As the Act was originally drafted, this was applied to inter-company dividends and contained a form of grouping for that purpose. It was later applied to interest-passing between companies in a consortium and last year it was extended, in the Finance Act, 1966, to cover the case of a holding company which was one of the five or fewer companies owning the consortium company. This has been widely welcomed as representing belated but valuable fiscal recognition of an increasingly frequent situation in reality. This Amendment seeks to extend the operation of the new groupings provision contained in Clause 19 to such a consortium.

Let me concede at once that it may be that the drafting is defective—that it does not entirely meet what the Revenue would regard as a reasonable requirement —but perhaps that need not concern us too much. I am sure that the Chief Secretary will understand the principle of the Amendment, and we may argue the merits of that principle.
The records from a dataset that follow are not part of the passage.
/// Committed ledger state.
#[derive(Clone, Debug, PartialEq, Eq, Serialize, Deserialize)]
pub struct LedgerSnapshot {
    /// Round of the latest block.
    pub round: Round,
    /// Id handed to the next deployed pool.
    pub next_pool_id: u64,
    /// Id handed to the next minted asset.
    pub next_asset_id: AssetId,
    /// Minted assets.
    pub assets: BTreeMap<AssetId, AssetRecord>,
    /// Balances per account and asset; presence means opted in.
    pub holdings: BTreeMap<Address, BTreeMap<AssetId, u64>>,
    /// Deployed pools.
    pub pools: BTreeMap<PoolId, PoolInstance>,
    /// Rules of escrows seen authorizing a committed leg.
    pub escrow_rules: BTreeMap<Address, EscrowRule>,
    /// Committed withdrawals.
    pub withdrawals: Vec<WithdrawalRecord>,
}

impl LedgerSnapshot {
    /// Empty ledger at `round`.
    pub fn genesis(round: Round) -> Self {
        Self {
            round,
            next_pool_id: 1,
            next_asset_id: 1,
            assets: BTreeMap::new(),
            holdings: BTreeMap::new(),
            pools: BTreeMap::new(),
            escrow_rules: BTreeMap::new(),
            withdrawals: Vec::new(),
        }
    }

    /// Balance, `None` when not opted in.
    pub fn balance(&self, account: &Address, asset_id: AssetId) -> Option<u64> {
        self.holdings
            .get(account)
            .and_then(|assets| assets.get(&asset_id))
            .copied()
    }

    fn holding_mut(&mut self, account: &Address, asset_id: AssetId) -> Option<&mut u64> {
        self.holdings
            .get_mut(account)
            .and_then(|assets| assets.get_mut(&asset_id))
    }
}

/// Outcome of one produced block.
#[derive(Clone, Copy, Debug, Default, PartialEq, Eq)]
pub struct BlockSummary {
    /// New round.
    pub round: Round,
    /// Groups committed.
    pub committed: usize,
    /// Groups dropped.
    pub rejected: usize,
}

struct LedgerState {
    chain: LedgerSnapshot,
    mempool: VecDeque<SignedGroup>,
    outcomes: HashMap<GroupId, ConfirmationStatus>,
    /// Settled groups keyed by the last round any of their legs is valid.
    expiries: BTreeMap<Round, Vec<GroupId>>,
    failures_pending: u32,
}

impl LedgerState {
    fn settle(&mut self, group: &SignedGroup, status: ConfirmationStatus) {
        self.outcomes.insert(group.id, status);
        let expiry = group
            .legs
            .iter()
            .map(|leg| leg.operation.last_valid)
            .min()
            .unwrap_or(Round::MAX);
        // Open windows never expire.
        if expiry < Round::MAX {
            self.expiries.entry(expiry).or_default().push(group.id);
        }
    }

    /// Forget outcomes of groups that can no longer be included in any block.
    fn prune_expired(&mut self) {
        let live = self.expiries.split_off(&self.chain.round.saturating_add(1));
        let expired = std::mem::replace(&mut self.expiries, live);
        for id in expired.into_values().flatten() {
            self.outcomes.remove(&id);
        }
    }
}

// =============================================================================
// Ledger
// =============================================================================

/// Simulated ledger.
pub struct InMemoryLedger {
    config: LedgerConfig,
    state: RwLock<LedgerState>,
}

impl InMemoryLedger {
    /// Fresh ledger at the configured genesis round.
    pub fn new(config: LedgerConfig) -> Self {
        let genesis = LedgerSnapshot::genesis(config.genesis_round);
        Self::from_snapshot(config, genesis)
    }

    /// Ledger resuming from committed state. Pending groups are not restored.
    pub fn from_snapshot(config: LedgerConfig, snapshot: LedgerSnapshot) -> Self {
        Self {
            config,
            state: RwLock::new(LedgerState {
                chain: snapshot,
                mempool: VecDeque::new(),
                outcomes: HashMap::new(),
                expiries: BTreeMap::new(),
                failures_pending: 0,
            }),
        }
    }

    /// Copy of the committed state.
    pub fn snapshot(&self) -> LedgerSnapshot {
        self.state.read().chain.clone()
    }

    /// Make the next `count` requests fail with `Unavailable`.
    pub fn fail_next_requests(&self, count: u32) {
        self.state.write().failures_pending = count;
    }

    /// Groups waiting for a block.
    pub fn pending_groups(&self) -> usize {
        self.state.read().mempool.len()
    }

    /// Outcomes still answerable by `confirmation_status`.
    pub fn tracked_outcomes(&self) -> usize {
        self.state.read().outcomes.len()
    }

    /// Close a block: advance the round and evaluate pending groups in order.
    pub fn produce_block(&self) -> BlockSummary {
        let mut state = self.state.write();
        let round = state.chain.round + 1;
        state.chain.round = round;
        state.prune_expired();

        let pending: Vec<SignedGroup> = state.mempool.drain(..).collect();
        let mut summary = BlockSummary {
            round,
            ..BlockSummary::default()
        };
        for group in pending {
            match evaluate(&state.chain, &group, round) {
                Ok((next, receipt)) => {
                    state.chain = next;
                    info!(group_id = %group.id, round, "[qs-02] Group committed");
                    state.settle(&group, ConfirmationStatus::Committed(receipt));
                    summary.committed += 1;
                }
                Err(rejection) => {
                    warn!(group_id = %group.id, round, "[qs-02] Group rejected: {}", rejection);
                    state.settle(&group, ConfirmationStatus::Rejected(rejection));
                    summary.rejected += 1;
                }
            }
        }
        summary
    }

    /// Produce `count` blocks and return the new round.
    ///
    /// Blocks are only evaluated while groups are pending; the remaining empty
    /// blocks are skipped in one step.
    pub fn advance_rounds(&self, count: u64) -> Round {
        let mut remaining = count;
        while remaining > 0 {
            {
                let mut state = self.state.write();
                if state.mempool.is_empty() {
                    state.chain.round = state.chain.round.saturating_add(remaining);
                    state.prune_expired();
                    return state.chain.round;
                }
            }
            self.produce_block();
            remaining -= 1;
        }
        self.state.read().chain.round
    }

    /// Produce a block every `interval` until the task is aborted.
    pub fn spawn_block_producer(self: &Arc<Self>, interval: Duration) -> JoinHandle<()> {
        let ledger = Arc::clone(self);
        tokio::spawn(async move {
            let mut ticker = tokio::time::interval(interval);
            // First tick completes immediately.
            ticker.tick().await;
            loop {
                ticker.tick().await;
                let summary = ledger.produce_block();
                debug!(
                    round = summary.round,
                    committed = summary.committed,
                    rejected = summary.rejected,
                    "[qs-02] Block produced"
                );
            }
        })
    }

    fn take_failure(&self) -> Result<(), LedgerError> {
        let mut state = self.state.write();
        if state.failures_pending > 0 {
            state.failures_pending -= 1;
            return Err(LedgerError::Unavailable("injected failure".to_string()));
        }
        Ok(())
    }

    /// Checks that need no ledger state: shape, binding and authorization.
    fn validate(&self, group: &SignedGroup) -> Result<(), LedgerRejection> {
        if group.legs.is_empty() {
            return Err(LedgerRejection::MalformedGroup("empty group"));
        }
        if group.legs.len() > self.config.max_group_size {
            return Err(LedgerRejection::MalformedGroup("group too large"));
        }

        let operations = group.operations();
        let expected = group_id_of(&operations)
            .map_err(|_| LedgerRejection::MalformedGroup("group cannot be encoded"))?;
        if expected != group.id {
            return Err(LedgerRejection::GroupMismatch {
                index: 0,
                group: group.id,
            });
        }

        for (index, leg) in group.legs.iter().enumerate() {
            if leg.operation.group != Some(group.id) {
                return Err(LedgerRejection::GroupMismatch {
                    index,
                    group: group.id,
                });
            }
            match &leg.authorization {
                LegAuthorization::Signature(signature) => {
                    if !verify_account_signature(&leg.operation, signature) {
                        return Err(LedgerRejection::BadSignature { index });
                    }
                }
                LegAuthorization::Escrow(rule) => {
                    if rule.address() != leg.operation.sender {
                        return Err(LedgerRejection::Escrow {
                            index,
                            reason: EscrowRejection::NotEscrowLeg { index },
                        });
                    }
                    rule.authorize(&operations, index)
                        .map_err(|reason| LedgerRejection::Escrow { index, reason })?;
                }
            }
        }
        Ok(())
    }

    fn read_chain<T>(&self, read: impl FnOnce(&LedgerSnapshot) -> T) -> Result<T, LedgerError> {
        self.take_failure()?;
        Ok(read(&self.state.read().chain))
    }
}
Very briefly, the argument is that if it is right as between a parent company and a 75 per cent. subsidiary company that there should be this new provision for the transfer of losses for tax purposes, why should this similar provision not be operated in connection with consortium companies which would satisfy the test which applies to consortia for the purpose of the 1965 Finance Act? If it is right to give this special treatment to a consortium for inter-company dividends and for interest-passing between companies, why should it not equally well be right for the purpose of sharing the losses?

It is right to recognise the nature of a consortium of this sort. I say that five or fewer companies can own the shares of the consortium company, but very frequently there are only two who between them, own, perhaps, 50–50, the shares in the joint operating company. This is, in effect, a form of partnership, a joint enterprise, whereby the partners may pool their resources in patents know-how, management, raw materials and other things, in a joint venture for the common good, and in this way can create new enterprise where there was no enterprise before.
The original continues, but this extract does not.